## DIRECTIONS
Go over the entries below line by line, copying each one that contains the word "beacons".

## DATA TO EXAMINE
use std::path::PathBuf;

use anyhow::{Context, Result};
use openparcel::io::csv::{read_traverse, write_parcel_table};
use openparcel::io::geojson::{write_output, GeoJsonProvider};
use openparcel::{spawn, Config, Pipeline};

pub fn run(cli: &crate::cli::Cli, args: &crate::cli::ProcessArgs) -> Result<()> {
    let out_path: PathBuf = args.output.clone().unwrap_or("./parcels.json".into());

    let mut config = match &args.config {
        Some(path) => Config::load(path).with_context(|| format!("[process] reading config {}", path.display()))?,
        None => Config::default(),
    };
    if let Some(epsg) = args.epsg { config = config.with_working_epsg(epsg) }

    let regions = GeoJsonProvider::new(&args.regions, &args.region_id_property)
        .with_name_property(&args.region_name_property);
    let blocks = GeoJsonProvider::new(&args.blocks, &args.block_id_property);

    eprintln!("[process] loading boundary layers");
    let pipeline = Pipeline::from_providers(config.clone(), &regions, &blocks)
        .context("[process] loading boundary layers")?;

    let records = read_traverse(&args.csv)
        .with_context(|| format!("[process] reading traverse table {}", args.csv.display()))?;

    let worker = spawn(pipeline, records);
    for message in worker.progress.iter() {
        if cli.verbose > 0 { eprintln!("[process] {message}") }
    }
    let output = worker.wait().context("[process] traverse processing failed")?;

    eprintln!("[process] writing {} parcels to {}", output.parcels.len(), out_path.display());
    write_output(&output, &config, &out_path)
        .with_context(|| format!("[process] writing {}", out_path.display()))?;

    if let Some(table) = &args.table {
        write_parcel_table(&output.parcels, table)
            .with_context(|| format!("[process] writing {}", table.display()))?;
    }

    if let Some(application) = &args.application {
        notify(&config, application, &output)?;
    }

    let s = output.summary;
    println!(
        "{} rows, {} parcels, {} beacons, {} roads, {} join misses",
        s.rows, s.parcels, s.beacons, s.roads, s.join_misses,
    );

    Ok(())
}

#[cfg(feature = "notify")]
fn notify(config: &Config, application: &str, output: &openparcel::PipelineOutput) -> Result<()> {
    use openparcel::notify::{send, SubmissionNotice};

    let Some(endpoint) = &config.notify_endpoint else {
        anyhow::bail!("[process] no notify_endpoint configured for application {application}");
    };
    let Some(notice) = SubmissionNotice::from_output(application, output) else {
        tracing::warn!("no parcels to notify for application {application}");
        return Ok(());
    };
    send(endpoint, &notice).with_context(|| format!("[process] posting notice to {endpoint}"))?;
    eprintln!("[process] notice posted for application {application}");
    Ok(())
}

#[cfg(not(feature = "notify"))]
fn notify(_config: &Config, application: &str, _output: &openparcel::PipelineOutput) -> Result<()> {
    tracing::warn!("built without the notify feature; skipping notice for application {application}");
    Ok(())
}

## TASK RESPONSE
        "{} rows, {} parcels, {} beacons, {} roads, {} join misses",
        s.rows, s.parcels, s.beacons, s.roads, s.join_misses,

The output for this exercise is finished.